The most surprising thing about Self/less occurred approximately 115 minutes into the film itself, when it revealed that Tarsem Singh was the director. Tarsem is known for lavish visual cinematic canvases such as The Cell and Immortals, and to realize that this is the same man responsible for an otherwise disappointing and visually mundane sci-fi thriller. Why hire a visual stylist and then restrict him to such a limited palate? Self/less is an intriguing premise (borrowed a tad from Seconds) and it keeps all the interesting ethical and psychological questions at bay to follow a generic thriller formula. There's not one real surprise in this film; even the reveals and surprises will be easily telegraphed. Ben Kingsley plays Damian, a dying rich man who undergoes a risky experiment to live longer, having his consciousness transferred into a younger human host played by Ryan Reynolds. It's another chance to be young, party, enjoy sexual relations with women who are more likely to go home with somebody who looks like Reynolds. There's a catch: if he stops taking his special red pills, the host's brain will take over control. That's because, surprise, the bodies aren't grown in labs but are human volunteers.

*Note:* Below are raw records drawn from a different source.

//! Interning of canonical keys into small integer signature ids.
//!
//! Every entry is attached to one concrete input shape/stride pattern, so the
//! table would grow without bound for workloads whose shapes never stabilize.
//! It is therefore an LRU with a fixed capacity. Ids are unique within one
//! table and never handed out twice.

use std::{
    collections::{BTreeMap, HashMap, HashSet},
    fmt::{self, Display},
    sync::{
        atomic::{AtomicUsize, Ordering},
        Mutex, PoisonError, RwLock, RwLockWriteGuard,
    },
};

use log::{debug, info};

use crate::{encoder, CanonicalKey, Describe, Result};

/// Default number of signatures kept alive by a table.
pub const DEFAULT_CAPACITY: usize = 100;

#[derive(Clone, Copy, Debug, PartialEq, Eq, Hash, PartialOrd, Ord)]
pub struct SignatureId(u64);

impl SignatureId {
    pub fn get(&self) -> u64 {
        self.0
    }
}

impl From<u64> for SignatureId {
    fn from(value: u64) -> Self {
        Self(value)
    }
}

impl Display for SignatureId {
    fn fmt(&self, f: &mut fmt::Formatter<'_>) -> fmt::Result {
        write!(f, "sig#{}", self.0)
    }
}

/// Result of [`SignatureTable::lookup_or_insert`].
#[derive(Clone, Copy, Debug, PartialEq, Eq)]
pub struct IdLookup {
    pub id: SignatureId,
    /// Id dropped from the table to make room for `id`, if any.
    pub evicted: Option<SignatureId>,
}

/// What the table does with an id it evicts.
#[derive(Default)]
pub enum EvictionHook {
    #[default]
    Detached,
    Callback(Box<dyn Fn(SignatureId) + Send + Sync>),
}

impl EvictionHook {
    fn notify(&self, id: SignatureId) {
        match self {
            Self::Detached => {}
            Self::Callback(f) => f(id),
        }
    }
}

impl fmt::Debug for EvictionHook {
    fn fmt(&self, f: &mut fmt::Formatter<'_>) -> fmt::Result {
        match self {
            Self::Detached => f.write_str("Detached"),
            Self::Callback(_) => f.write_str("Callback(..)"),
        }
    }
}

struct InternEntry {
    id: SignatureId,
    /// Position in the recency order; larger is more recent.
    stamp: u64,
}

struct TableState {
    entries: HashMap<CanonicalKey, InternEntry>,
    recency: BTreeMap<u64, CanonicalKey>,
    next_id: u64,
    next_stamp: u64,
    /// Encoding scratch buffer, only touched under the table lock.
    scratch: String,
    hook: EvictionHook,
}

impl TableState {
    fn touch(&mut self, key: &str) -> Option<SignatureId> {
        let stamp = self.next_stamp;
        let entry = self.entries.get_mut(key)?;
        let owned = self.recency.remove(&entry.stamp)?;
        entry.stamp = stamp;
        self.next_stamp += 1;
        self.recency.insert(stamp, owned);
        Some(entry.id)
    }

    fn evict_lru(&mut self) -> Option<SignatureId> {
        let (_, key) = self.recency.pop_first()?;
        let entry = self.entries.remove(&key)?;
        info!("evicting {} for key {key}", entry.id);
        Some(entry.id)
    }

    fn insert(&mut self, key: CanonicalKey) -> SignatureId {
        let id = SignatureId(self.next_id);
        self.next_id += 1;
        let stamp = self.next_stamp;
        self.next_stamp += 1;
        self.recency.insert(stamp, key.clone());
        self.entries.insert(key, InternEntry { id, stamp });
        id
    }
}

/// LRU table mapping canonical keys to signature ids.
pub struct SignatureTable {
    capacity: usize,
    state: Mutex<TableState>,
    len: AtomicUsize,
    /// Ids currently interned. Kept behind its own lock so holders of other
    /// locks can check liveness without waiting on the table.
    live: RwLock<HashSet<SignatureId>>,
}

impl SignatureTable {
    /// Create a table holding at most `capacity` keys (at least one).
    pub fn new(capacity: usize) -> Self {
        Self {
            capacity: capacity.max(1),
            state: Mutex::new(TableState {
                entries: HashMap::new(),
                recency: BTreeMap::new(),
                next_id: 1,
                next_stamp: 0,
                scratch: String::new(),
                hook: EvictionHook::Detached,
            }),
            len: AtomicUsize::new(0),
            live: RwLock::new(HashSet::new()),
        }
    }

    /// Register what happens to evicted ids. The hook runs under the table
    /// lock, after the id stopped being live and before the key that caused
    /// the eviction is inserted.
    pub fn on_evict(&self, hook: EvictionHook) {
        self.lock().hook = hook;
    }

    pub fn capacity(&self) -> usize {
        self.capacity
    }

    /// Number of live keys. Read without the lock, so only eventually consistent.
    pub fn size(&self) -> usize {
        self.len.load(Ordering::Relaxed)
    }

    /// Whether `id` is still interned. Never waits on the table lock, so it
    /// may be called while holding locks the eviction hook takes.
    pub fn is_live(&self, id: SignatureId) -> bool {
        self.live
            .read()
            .unwrap_or_else(PoisonError::into_inner)
            .contains(&id)
    }

    /// Interned ids, ascending.
    pub fn live_signatures(&self) -> Vec<SignatureId> {
        let mut ids: Vec<_> = self
            .live
            .read()
            .unwrap_or_else(PoisonError::into_inner)
            .iter()
            .copied()
            .collect();
        ids.sort_unstable();
        ids
    }

    pub fn lookup_or_insert(&self, key: CanonicalKey) -> IdLookup {
        let mut state = self.lock();
        self.lookup_locked(&mut state, key.as_str())
    }

    /// Encode `inputs` with the table's pooled buffer and look the key up.
    pub fn lookup_inputs<V: Describe>(&self, inputs: &[V]) -> Result<IdLookup> {
        let mut state = self.lock();
        let mut scratch = std::mem::take(&mut state.scratch);
        let res = encoder::encode_into(&mut scratch, inputs)
            .map(|()| self.lookup_locked(&mut state, &scratch));
        state.scratch = scratch;
        res
    }

    fn lookup_locked(&self, state: &mut TableState, key: &str) -> IdLookup {
        if let Some(id) = state.touch(key) {
            return IdLookup { id, evicted: None };
        }

        let evicted = if state.entries.len() >= self.capacity {
            state.evict_lru()
        } else {
            None
        };
        if let Some(dead) = evicted {
            self.live_mut().remove(&dead);
            state.hook.notify(dead);
        }
        let id = state.insert(CanonicalKey::from(key));
        self.live_mut().insert(id);
        debug!("interned new signature {id}");
        self.len.store(state.entries.len(), Ordering::Relaxed);
        IdLookup { id, evicted }
    }

    fn live_mut(&self) -> RwLockWriteGuard<'_, HashSet<SignatureId>> {
        self.live.write().unwrap_or_else(PoisonError::into_inner)
    }

    fn lock(&self) -> std::sync::MutexGuard<'_, TableState> {
        self.state.lock().unwrap_or_else(PoisonError::into_inner)
    }
}

impl Default for SignatureTable {
    fn default() -> Self {
        Self::new(DEFAULT_CAPACITY)
    }
}

impl fmt::Debug for SignatureTable {
    fn fmt(&self, f: &mut fmt::Formatter<'_>) -> fmt::Result {
        f.debug_struct("SignatureTable")
            .field("capacity", &self.capacity)
            .field("size", &self.size())
            .finish()
    }
}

Here could be some topical class exploitation and social commentary, but Self/less ignores the more intriguing direction at every point to play it safe. Damian finds his host's family and from that point on it's a series of chases with bad guys. One of those chases is actually fairly entertaining, utilizing a conjoined automobile in a clever and devastating way. It never feels like Reynolds and Kingsley are playing the same character. Reynolds' charm is subsumed by this role and he feels adrift. I'll admit that this movie is efficient and each scene pushes the story forward; it's just the direction of that story I'd like to alter. Alas, Self/less is an competent but fairly underwhelming thriller that squanders its premise.